### Prompt
Would you set down every entry shown below, precisely as written?

Collected data entries:
-*-

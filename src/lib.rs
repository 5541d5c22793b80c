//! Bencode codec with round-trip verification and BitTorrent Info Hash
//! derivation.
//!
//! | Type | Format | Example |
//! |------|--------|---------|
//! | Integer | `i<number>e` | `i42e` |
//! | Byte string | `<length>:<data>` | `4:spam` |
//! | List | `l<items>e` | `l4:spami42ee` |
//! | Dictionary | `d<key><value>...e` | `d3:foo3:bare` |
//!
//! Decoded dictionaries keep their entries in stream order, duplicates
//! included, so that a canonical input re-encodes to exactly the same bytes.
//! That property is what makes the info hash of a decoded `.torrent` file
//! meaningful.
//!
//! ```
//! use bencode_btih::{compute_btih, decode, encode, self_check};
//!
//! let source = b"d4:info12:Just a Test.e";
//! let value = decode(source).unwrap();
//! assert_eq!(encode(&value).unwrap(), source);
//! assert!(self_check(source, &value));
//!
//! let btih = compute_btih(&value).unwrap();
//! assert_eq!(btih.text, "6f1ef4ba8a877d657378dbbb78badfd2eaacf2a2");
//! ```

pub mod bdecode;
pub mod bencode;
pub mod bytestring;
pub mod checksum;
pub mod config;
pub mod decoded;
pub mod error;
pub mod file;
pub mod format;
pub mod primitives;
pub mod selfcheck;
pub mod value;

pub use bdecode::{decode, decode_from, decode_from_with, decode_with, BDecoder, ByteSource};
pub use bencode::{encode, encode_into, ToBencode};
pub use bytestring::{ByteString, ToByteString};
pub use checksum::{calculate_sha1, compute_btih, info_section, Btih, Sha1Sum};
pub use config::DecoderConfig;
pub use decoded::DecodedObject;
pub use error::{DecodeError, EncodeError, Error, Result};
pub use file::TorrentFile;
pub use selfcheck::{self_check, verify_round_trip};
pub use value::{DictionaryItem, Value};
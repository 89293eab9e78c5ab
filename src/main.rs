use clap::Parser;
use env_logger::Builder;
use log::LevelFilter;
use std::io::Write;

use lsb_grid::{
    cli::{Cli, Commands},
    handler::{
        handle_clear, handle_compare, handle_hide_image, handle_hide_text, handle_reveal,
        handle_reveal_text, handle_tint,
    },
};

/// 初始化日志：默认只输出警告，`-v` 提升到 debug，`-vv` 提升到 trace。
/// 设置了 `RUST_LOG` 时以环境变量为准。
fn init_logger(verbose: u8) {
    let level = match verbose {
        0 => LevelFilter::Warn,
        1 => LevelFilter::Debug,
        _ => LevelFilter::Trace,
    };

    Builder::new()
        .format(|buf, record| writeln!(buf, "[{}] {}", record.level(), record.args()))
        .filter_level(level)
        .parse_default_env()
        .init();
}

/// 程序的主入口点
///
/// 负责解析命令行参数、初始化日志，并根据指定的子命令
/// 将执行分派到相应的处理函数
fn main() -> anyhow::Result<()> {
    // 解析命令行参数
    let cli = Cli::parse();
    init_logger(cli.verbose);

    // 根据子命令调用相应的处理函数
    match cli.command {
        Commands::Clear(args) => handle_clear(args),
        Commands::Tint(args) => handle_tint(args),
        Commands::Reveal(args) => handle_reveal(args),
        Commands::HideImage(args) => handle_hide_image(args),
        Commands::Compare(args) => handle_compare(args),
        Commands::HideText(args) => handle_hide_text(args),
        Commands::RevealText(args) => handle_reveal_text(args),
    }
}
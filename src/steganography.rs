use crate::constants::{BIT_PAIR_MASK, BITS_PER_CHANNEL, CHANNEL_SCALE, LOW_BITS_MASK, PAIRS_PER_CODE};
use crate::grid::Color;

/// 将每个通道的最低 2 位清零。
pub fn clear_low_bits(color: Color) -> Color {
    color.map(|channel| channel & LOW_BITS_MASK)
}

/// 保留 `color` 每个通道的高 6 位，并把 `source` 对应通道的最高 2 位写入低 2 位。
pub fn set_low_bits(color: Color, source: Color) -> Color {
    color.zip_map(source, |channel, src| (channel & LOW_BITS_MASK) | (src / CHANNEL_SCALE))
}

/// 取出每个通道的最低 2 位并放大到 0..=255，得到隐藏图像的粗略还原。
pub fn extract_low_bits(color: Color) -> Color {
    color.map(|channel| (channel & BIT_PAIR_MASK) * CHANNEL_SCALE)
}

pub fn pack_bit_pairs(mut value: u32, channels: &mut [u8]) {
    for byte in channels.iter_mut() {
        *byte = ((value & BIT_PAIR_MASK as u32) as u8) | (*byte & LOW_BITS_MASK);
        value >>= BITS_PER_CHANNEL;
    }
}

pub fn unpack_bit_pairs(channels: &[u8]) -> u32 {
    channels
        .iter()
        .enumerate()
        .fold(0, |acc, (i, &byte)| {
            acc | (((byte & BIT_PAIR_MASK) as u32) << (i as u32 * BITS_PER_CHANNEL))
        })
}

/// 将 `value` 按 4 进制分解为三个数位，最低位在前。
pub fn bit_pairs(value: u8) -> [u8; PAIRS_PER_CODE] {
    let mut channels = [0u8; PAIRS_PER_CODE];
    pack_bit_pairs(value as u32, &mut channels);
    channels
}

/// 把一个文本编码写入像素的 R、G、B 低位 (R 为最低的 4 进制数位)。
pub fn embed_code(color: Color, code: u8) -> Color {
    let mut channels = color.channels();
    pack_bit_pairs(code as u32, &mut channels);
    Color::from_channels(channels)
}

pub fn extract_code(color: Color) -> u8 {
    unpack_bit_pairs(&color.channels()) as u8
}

-*-

### Solution for this exercise
filename src/lib.rs
repository 5541d5c22793b80c
//! Bencode codec with round-trip verification and BitTorrent Info Hash
//! derivation.
//!
//! | Type | Format | Example |
//! |------|--------|---------|
//! | Integer | `i<number>e` | `i42e` |
//! | Byte string | `<length>:<data>` | `4:spam` |
//! | List | `l<items>e` | `l4:spami42ee` |
//! | Dictionary | `d<key><value>...e` | `d3:foo3:bare` |
//!
//! Decoded dictionaries keep their entries in stream order, duplicates
//! included, so that a canonical input re-encodes to exactly the same bytes.
//! That property is what makes the info hash of a decoded `.torrent` file
//! meaningful.
//!
//! ```
//! use bencode_btih::{compute_btih, decode, encode, self_check};
//!
//! let source = b"d4:info12:Just a Test.e";
//! let value = decode(source).unwrap();
//! assert_eq!(encode(&value).unwrap(), source);
//! assert!(self_check(source, &value));
//!
//! let btih = compute_btih(&value).unwrap();
//! assert_eq!(btih.text, "6f1ef4ba8a877d657378dbbb78badfd2eaacf2a2");
//! ```

pub mod bdecode;
pub mod bencode;
pub mod bytestring;
pub mod checksum;
pub mod config;
pub mod decoded;
pub mod error;
pub mod file;
pub mod format;
pub mod primitives;
pub mod selfcheck;
pub mod value;

pub use bdecode::{decode, decode_from, decode_from_with, decode_with, BDecoder, ByteSource};
pub use bencode::{encode, encode_into, ToBencode};
pub use bytestring::{ByteString, ToByteString};
pub use checksum::{calculate_sha1, compute_btih, info_section, Btih, Sha1Sum};
pub use config::DecoderConfig;
pub use decoded::DecodedObject;
pub use error::{DecodeError, EncodeError, Error, Result};
pub use file::TorrentFile;
pub use selfcheck::{self_check, verify_round_trip};
pub use value::{DictionaryItem, Value};
repository 89293eab9e78c5ab
filename src/main.rs
use clap::Parser;
use env_logger::Builder;
use log::LevelFilter;
use std::io::Write;

use lsb_grid::{
    cli::{Cli, Commands},
    handler::{
        handle_clear, handle_compare, handle_hide_image, handle_hide_text, handle_reveal,
        handle_reveal_text, handle_tint,
    },
};

/// 初始化日志：默认只输出警告，`-v` 提升到 debug，`-vv` 提升到 trace。
/// 设置了 `RUST_LOG` 时以环境变量为准。
fn init_logger(verbose: u8) {
    let level = match verbose {
        0 => LevelFilter::Warn,
        1 => LevelFilter::Debug,
        _ => LevelFilter::Trace,
    };

    Builder::new()
        .format(|buf, record| writeln!(buf, "[{}] {}", record.level(), record.args()))
        .filter_level(level)
        .parse_default_env()
        .init();
}

/// 程序的主入口点
///
/// 负责解析命令行参数、初始化日志，并根据指定的子命令
/// 将执行分派到相应的处理函数
fn main() -> anyhow::Result<()> {
    // 解析命令行参数
    let cli = Cli::parse();
    init_logger(cli.verbose);

    // 根据子命令调用相应的处理函数
    match cli.command {
        Commands::Clear(args) => handle_clear(args),
        Commands::Tint(args) => handle_tint(args),
        Commands::Reveal(args) => handle_reveal(args),
        Commands::HideImage(args) => handle_hide_image(args),
        Commands::Compare(args) => handle_compare(args),
        Commands::HideText(args) => handle_hide_text(args),
        Commands::RevealText(args) => handle_reveal_text(args),
    }
}
filename src/steganography.rs
use crate::constants::{BIT_PAIR_MASK, BITS_PER_CHANNEL, CHANNEL_SCALE, LOW_BITS_MASK, PAIRS_PER_CODE};
use crate::grid::Color;

/// 将每个通道的最低 2 位清零。
pub fn clear_low_bits(color: Color) -> Color {
    color.map(|channel| channel & LOW_BITS_MASK)
}

/// 保留 `color` 每个通道的高 6 位，并把 `source` 对应通道的最高 2 位写入低 2 位。
pub fn set_low_bits(color: Color, source: Color) -> Color {
    color.zip_map(source, |channel, src| (channel & LOW_BITS_MASK) | (src / CHANNEL_SCALE))
}

/// 取出每个通道的最低 2 位并放大到 0..=255，得到隐藏图像的粗略还原。
pub fn extract_low_bits(color: Color) -> Color {
    color.map(|channel| (channel & BIT_PAIR_MASK) * CHANNEL_SCALE)
}

pub fn pack_bit_pairs(mut value: u32, channels: &mut [u8]) {
    for byte in channels.iter_mut() {
        *byte = ((value & BIT_PAIR_MASK as u32) as u8) | (*byte & LOW_BITS_MASK);
        value >>= BITS_PER_CHANNEL;
    }
}

pub fn unpack_bit_pairs(channels: &[u8]) -> u32 {
    channels
        .iter()
        .enumerate()
        .fold(0, |acc, (i, &byte)| {
            acc | (((byte & BIT_PAIR_MASK) as u32) << (i as u32 * BITS_PER_CHANNEL))
        })
}

/// 将 `value` 按 4 进制分解为三个数位，最低位在前。
pub fn bit_pairs(value: u8) -> [u8; PAIRS_PER_CODE] {
    let mut channels = [0u8; PAIRS_PER_CODE];
    pack_bit_pairs(value as u32, &mut channels);
    channels
}

/// 把一个文本编码写入像素的 R、G、B 低位 (R 为最低的 4 进制数位)。
pub fn embed_code(color: Color, code: u8) -> Color {
    let mut channels = color.channels();
    pack_bit_pairs(code as u32, &mut channels);
    Color::from_channels(channels)
}

pub fn extract_code(color: Color) -> u8 {
    unpack_bit_pairs(&color.channels()) as u8
}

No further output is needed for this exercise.